3. Mandatory retirement of state justices and judges at 70 is a waste of talent, knowledge and experience. In 1959, when the mandatory retirement clause was included in Hawai`i’s Constitution, the average life expectancy was only 71.55. Improvements in health and medicine have improved the average life expectancy to almost 78. A judge who is physically and mentally capable of continuing to serve should not be required to retire based on age alone.
4. Most States have higher or no age limitation. State judges in 18 states have no age restrictions at all and 12 states and the District of Columbia have a mandatory age above 70. Twenty-one states, including Hawai`i, require retirement at age 70; however, the trend among states is toward longer service (down from 24 states in 1999). Further, federal judges have no mandatory retirement age.
5. Because our state judges do not have life time appointments – appellate judges serve for ten years, subject to reappointment by the Judicial Selection Commission – a mandatory retirement age does not make sense. Physicians face no similar bar, nor do mayors, governors, generals, admirals, U.S. senators or the president. Are their jobs less important or their occupations less prone to senility? Besides, term limitation for judges protects against someone who has completely lost mental abilities from continuing to serve for an extended period of time.

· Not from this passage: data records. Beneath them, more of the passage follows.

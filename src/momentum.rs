use crate::energy::EnergyFunction;
use ndarray::Array1;
use rand::Rng;
use rand_distr::{Distribution, StandardNormal};

/// Sampling of momenta and computation of log densities.
pub trait Momentum {
    /// Compute the logarithm of the momentum density function, up to a constant
    fn log_density(&self, momentum: &Array1<f64>) -> f64;
    /// Draw a fresh momentum
    fn sample<R: Rng + ?Sized>(&self, rng: &mut R) -> Array1<f64>;
}

/// Independent standard normal momenta, i.e. an identity mass matrix.
#[derive(Debug, Clone, Copy, PartialEq, Eq)]
pub struct StandardNormalMomentum {
    dim: usize,
}

impl StandardNormalMomentum {
    pub fn new(dim: usize) -> Self {
        StandardNormalMomentum { dim }
    }

    pub fn dim(&self) -> usize {
        self.dim
    }
}

impl Momentum for StandardNormalMomentum {
    fn log_density(&self, momentum: &Array1<f64>) -> f64 {
        -0.5 * momentum.dot(momentum)
    }

    fn sample<R: Rng + ?Sized>(&self, rng: &mut R) -> Array1<f64> {
        Array1::from_shape_simple_fn(self.dim, || StandardNormal.sample(rng))
    }
}

/// Joint log density of a phase-space point, -H = (-U) + (-K).
pub fn neg_hamiltonian<E, M>(energy: &E, kinetic: &M, position: &Array1<f64>, momentum: &Array1<f64>) -> f64
where
    E: EnergyFunction + ?Sized,
    M: Momentum + ?Sized,
{
    energy.eval(position) + kinetic.log_density(momentum)
}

6. Hawai`i provides an appropriate system of judicial review that operates regardless of age. The Hawai`i Commission on Judicial Conduct investigates reports of judicial misconduct and may recommend dismissal to the Hawai`i Supreme Court. The Judicial Performance program periodically conducts performance reviews and evaluations after soliciting comments from the attorneys who practice before that judge. For disability or impairment, judges are referred to the Supreme Court’s Attorneys and Judges Assistance program. In addition, for those judges who wish to continue in office at the end of their terms, the Judicial Selection Commission reviews their performances, including soliciting public comment through notices published in the newspapers. If the electorate has concerns about judges’ performances, then this system should be examined and improved. However, these many checks ensure that it is highly unlikely that an unqualified judge would be able to remain on the bench.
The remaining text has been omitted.